A Study of Zoledronic Acid, Pravastatin, and Lonafarnib for Patients With Progeria

Boston Children's Hospital

Status and phase

Completed

Phase 2

Conditions

Hutchinson-Gilford Syndrome

Progeria

Treatments

Drug: Zoledronic Acid

Drug: Pravastatin

Drug: Lonafarnib

Study type

Interventional

Funder types

Other

Industry

Identifiers

NCT00879034

09-02-0074

P06087 (Other Identifier)

Details and patient eligibility

About

This is an open label single arm feasibility trial. A combination of two oral agents (pravastatin and lonafarnib) and one intravenous (IV) agent (zoledronic acid) will be administered at doses and schedule currently applied in pediatrics. These agents all target farnesylation pathways at different points. Our goal is to inhibit farnesylation of abnormal lamin, the disease-causing protein in Hutchinson-Gilford Progeria Syndrome and progeroid laminopathies (henceforth "progeria"). The drugs will include the intravenous bisphosphonate zoledronic acid, oral HMG co-reductase inhibitor pravastatin and the oral farnesyltransferase inhibitor (FTI) lonafarnib (SCH 66336). Patients with genetically confirmed progeria will be eligible for this protocol. Treatment will be initiated for 4 weeks duration and may be extended depending on tolerability. This study will assess the feasibility of this treatment regimen in the first 4 weeks. If tolerated for 4 weeks, patients can be treated with this regimen for up to 6 months.

Full description

Progerias are rare "premature aging" diseases in which children die of severe atherosclerosis leading to strokes and heart attacks. It is a multisystem disease with objective clinical markers for disease progression. These include abnormalities in growth and body composition, bone mineral density, join function, endocrine function, alopecia, and vascular disease. There is currently no therapy proven effective for any of the progressive and deleterious aspects of this disorder.
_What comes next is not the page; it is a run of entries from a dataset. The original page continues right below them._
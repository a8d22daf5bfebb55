//! Dictation - local push-to-talk voice typing daemon
//!
//! Records from the microphone on a hotkey toggle, transcribes locally with
//! whisper.cpp, and types the result into the focused window.
//!
//! # Architecture
//!
//! The crate follows hexagonal (ports & adapters) architecture:
//!
//! - **Domain**: Session state machine, wire protocol, audio math, config
//! - **Application**: Use cases and port interfaces (traits)
//! - **Infrastructure**: Adapter implementations (cpal, whisper, ydotool, etc.)
//! - **CLI**: Command-line interface, control socket, and daemon lifecycle

pub mod application;
pub mod cli;
pub mod domain;
pub mod infrastructure;
//! XDG-compliant configuration storage

use std::path::PathBuf;

use async_trait::async_trait;
use tracing::debug;

use crate::application::ports::ConfigStore;
use crate::domain::config::AppConfig;
use crate::domain::error::ConfigError;

const APP_DIR: &str = "dictation";
const CONFIG_FILE: &str = "config.toml";

/// Stores configuration in `$XDG_CONFIG_HOME/dictation/config.toml`.
pub struct XdgConfigStore {
    config_path: PathBuf,
}

impl XdgConfigStore {
    pub fn new() -> Self {
        let config_dir = dirs::config_dir()
            .unwrap_or_else(|| PathBuf::from("."))
            .join(APP_DIR);
        Self {
            config_path: config_dir.join(CONFIG_FILE),
        }
    }

    /// Create a store with a custom path (useful for testing)
    pub fn with_path(path: impl Into<PathBuf>) -> Self {
        Self {
            config_path: path.into(),
        }
    }
}

impl Default for XdgConfigStore {
    fn default() -> Self {
        Self::new()
    }
}

#[async_trait]
impl ConfigStore for XdgConfigStore {
    async fn load(&self) -> Result<AppConfig, ConfigError> {
        if !self.exists() {
            debug!(path = %self.config_path.display(), "config file missing, using defaults");
            return Ok(AppConfig::defaults());
        }

        let content = tokio::fs::read_to_string(&self.config_path)
            .await
            .map_err(|e| ConfigError::ReadError(e.to_string()))?;

        toml::from_str(&content).map_err(|e| ConfigError::ParseError(e.to_string()))
    }

    async fn save(&self, config: &AppConfig) -> Result<(), ConfigError> {
        if let Some(parent) = self.config_path.parent() {
            tokio::fs::create_dir_all(parent)
                .await
                .map_err(|e| ConfigError::WriteError(e.to_string()))?;
        }

        let content =
            toml::to_string_pretty(config).map_err(|e| ConfigError::WriteError(e.to_string()))?;

        tokio::fs::write(&self.config_path, content)
            .await
            .map_err(|e| ConfigError::WriteError(e.to_string()))
    }

    fn path(&self) -> PathBuf {
        self.config_path.clone()
    }

    fn exists(&self) -> bool {
        self.config_path.exists()
    }
}

#[cfg(test)]
mod tests {
    use super::*;
    use tempfile::TempDir;

    fn store() -> (TempDir, XdgConfigStore) {
        let dir = TempDir::new().unwrap();
        let store = XdgConfigStore::with_path(dir.path().join("config.toml"));
        (dir, store)
    }

    #[tokio::test]
    async fn missing_file_loads_defaults() {
        let (_dir, store) = store();
        assert!(!store.exists());

        let config = store.load().await.unwrap();
        assert_eq!(config, AppConfig::defaults());
    }

    #[tokio::test]
    async fn save_and_load_round_trip() {
        let (_dir, store) = store();

        let mut config = AppConfig::defaults();
        config.audio_device = Some(3);
        config.model = Some("small".to_string());
        store.save(&config).await.unwrap();

        let loaded = store.load().await.unwrap();
        assert_eq!(loaded.audio_device, Some(3));
        assert_eq!(loaded.model.as_deref(), Some("small"));
    }

    #[tokio::test]
    async fn unknown_keys_survive_save() {
        let (_dir, store) = store();

        tokio::fs::write(
            store.path(),
            "model = \"base\"\nui_scale = 2\ntheme = \"dark\"\n",
        )
        .await
        .unwrap();

        let mut config = store.load().await.unwrap();
        config.audio_device = Some(1);
        store.save(&config).await.unwrap();

        let raw = tokio::fs::read_to_string(store.path()).await.unwrap();
        assert!(raw.contains("ui_scale"));
        assert!(raw.contains("theme"));
        assert!(raw.contains("audio_device"));
    }

    #[tokio::test]
    async fn malformed_toml_is_a_parse_error() {
        let (_dir, store) = store();
        tokio::fs::write(store.path(), "model = [not toml").await.unwrap();

        let err = store.load().await.unwrap_err();
        assert!(matches!(err, ConfigError::ParseError(_)));
    }

    #[tokio::test]
    async fn save_creates_parent_directories() {
        let dir = TempDir::new().unwrap();
        let store = XdgConfigStore::with_path(dir.path().join("nested").join("config.toml"));

        store.save(&AppConfig::defaults()).await.unwrap();
        assert!(store.exists());
    }
}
Progeria is caused by a gene defect in the gene LMNA, coding for the nuclear protein lamin A. Lamin A is normally expressed by most differentiated cells, and requires posttranslational farnesylation to incorporate into the nuclear membrane. This trial proposes to use three agents (zoledronic acid, pravastatin, and lonafarnib) to inhibit farnesylation of abnormal lamin, the disease causing protein in Progeria. The primary objective of this study is to evaluate the feasibility of administering intravenous zoledronic acid, oral pravastatin and oral lonafarnib, to patients wtih Progeria for a minimum of 4 weeks.

Enrollment

5 patients

Sex

All

Volunteers

No Healthy Volunteers

Inclusion criteria

Genetic Diagnosis: All patients must have confirmatory mutational analysis showing mutation in the lamin A gene.
Patients must display clinical signs of progeria as per the clinical trial team.
Patients must be willing and able to come to Boston for appropriate studies and examinations at initiation of study and at week 4 of study.
Patient must have adequate organ and marrow function as defined by study parameters

Exclusion criteria

Other than the drugs used in this protocol, other drugs targeted to treat Progeria are excluded. Drugs to treat symptoms of Progeria are permitted.
Patients must not be taking medications that significantly affect the metabolism of lonafarnib at the time they start lonafarnib.
Patient must have no uncontrolled infection.
Subjects who have known or suspected hypersensitivity to any of the excipients included in the formulation should not be treated.
Patients must not be pregnancy of breast-feeding. Female patients of childbearing potential must have negative serum or urine pregnancy test. Male and female patients of reproductive potential must agree to use a medically accepted form of birth control while on study and up to 10 weeks after treatment. It is permissible for female patients to take oral contraceptives or other hormonal methods while receiving treatment with lonafarnib.